Task to carry out: The expected output is the first line of the data below and every line after it, up to and including the line containing "pass( $($pass)* &mut", each reproduced exactly.

Entries shown:
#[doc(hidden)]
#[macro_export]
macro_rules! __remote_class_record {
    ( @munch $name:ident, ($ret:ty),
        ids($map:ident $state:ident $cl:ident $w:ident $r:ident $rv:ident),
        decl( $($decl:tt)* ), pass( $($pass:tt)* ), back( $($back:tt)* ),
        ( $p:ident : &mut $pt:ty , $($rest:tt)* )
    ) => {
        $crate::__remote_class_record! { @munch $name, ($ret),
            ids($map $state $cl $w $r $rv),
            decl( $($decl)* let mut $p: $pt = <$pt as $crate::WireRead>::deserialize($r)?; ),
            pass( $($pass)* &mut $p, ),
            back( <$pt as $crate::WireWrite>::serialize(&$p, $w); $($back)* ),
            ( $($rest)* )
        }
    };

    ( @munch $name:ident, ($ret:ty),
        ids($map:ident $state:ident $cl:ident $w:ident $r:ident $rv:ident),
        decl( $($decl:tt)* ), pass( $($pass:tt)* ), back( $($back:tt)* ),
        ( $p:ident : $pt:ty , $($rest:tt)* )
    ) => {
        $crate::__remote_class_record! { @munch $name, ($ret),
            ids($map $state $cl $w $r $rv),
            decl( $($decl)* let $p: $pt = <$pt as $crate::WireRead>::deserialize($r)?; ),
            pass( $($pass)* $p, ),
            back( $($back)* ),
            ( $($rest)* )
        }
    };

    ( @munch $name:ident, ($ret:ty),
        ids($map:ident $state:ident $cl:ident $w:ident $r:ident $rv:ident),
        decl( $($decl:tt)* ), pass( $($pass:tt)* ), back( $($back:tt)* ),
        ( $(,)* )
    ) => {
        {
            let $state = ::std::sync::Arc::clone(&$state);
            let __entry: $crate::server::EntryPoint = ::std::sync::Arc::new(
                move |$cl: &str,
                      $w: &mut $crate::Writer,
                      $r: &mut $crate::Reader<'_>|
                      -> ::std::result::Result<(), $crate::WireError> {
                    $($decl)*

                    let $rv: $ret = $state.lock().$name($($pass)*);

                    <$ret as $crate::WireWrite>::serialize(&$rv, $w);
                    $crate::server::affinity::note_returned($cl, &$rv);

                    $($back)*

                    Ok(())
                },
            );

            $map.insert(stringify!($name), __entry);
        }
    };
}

Written solution:
#[doc(hidden)]
#[macro_export]
macro_rules! __remote_class_record {
    ( @munch $name:ident, ($ret:ty),
        ids($map:ident $state:ident $cl:ident $w:ident $r:ident $rv:ident),
        decl( $($decl:tt)* ), pass( $($pass:tt)* ), back( $($back:tt)* ),
        ( $p:ident : &mut $pt:ty , $($rest:tt)* )
    ) => {
        $crate::__remote_class_record! { @munch $name, ($ret),
            ids($map $state $cl $w $r $rv),
            decl( $($decl)* let mut $p: $pt = <$pt as $crate::WireRead>::deserialize($r)?; ),
            pass( $($pass)* &mut $p, ),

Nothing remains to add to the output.